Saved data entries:
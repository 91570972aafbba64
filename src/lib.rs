pub mod codec;
pub mod elgamal;
pub mod error;
pub mod group;
pub mod params;
pub mod pedersen;
pub mod protocol;
pub mod rand_seam;
pub mod shuffle;
pub mod sigma;
pub mod transcript;

#[cfg(feature = "demo")]
pub mod demos;

pub use error::{Error, Result};
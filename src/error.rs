use thiserror::Error;

/// Error taxonomy for the mental-poker cryptographic core.
///
/// `verify_*` operations never return an `Error` — they return `bool`.
/// `prove_*`/`compute_*` operations return these on structurally invalid
/// input; they never fail on well-formed honest input.
#[derive(Error, Debug, Clone, PartialEq, Eq)]
pub enum Error {
    #[error("invalid parameters: {0}")]
    InvalidParameters(String),

    #[error("invalid point encoding or unexpected identity point")]
    InvalidPoint,

    #[error("scalar outside the required range")]
    InvalidScalar,

    #[error("proof verification failed")]
    InvalidProof,

    #[error("fewer than N distinct reveal tokens supplied to unmask")]
    InsufficientRevealTokens,

    #[error("internal arithmetic postcondition violated: {0}")]
    CryptographicError(String),
}

pub type Result<T> = std::result::Result<T, Error>;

* _PROBLEM_: Of the lines in the data, report each one containing the string "they".

* _REPLY_:
/// `verify_*` operations never return an `Error` — they return `bool`.
/// input; they never fail on well-formed honest input.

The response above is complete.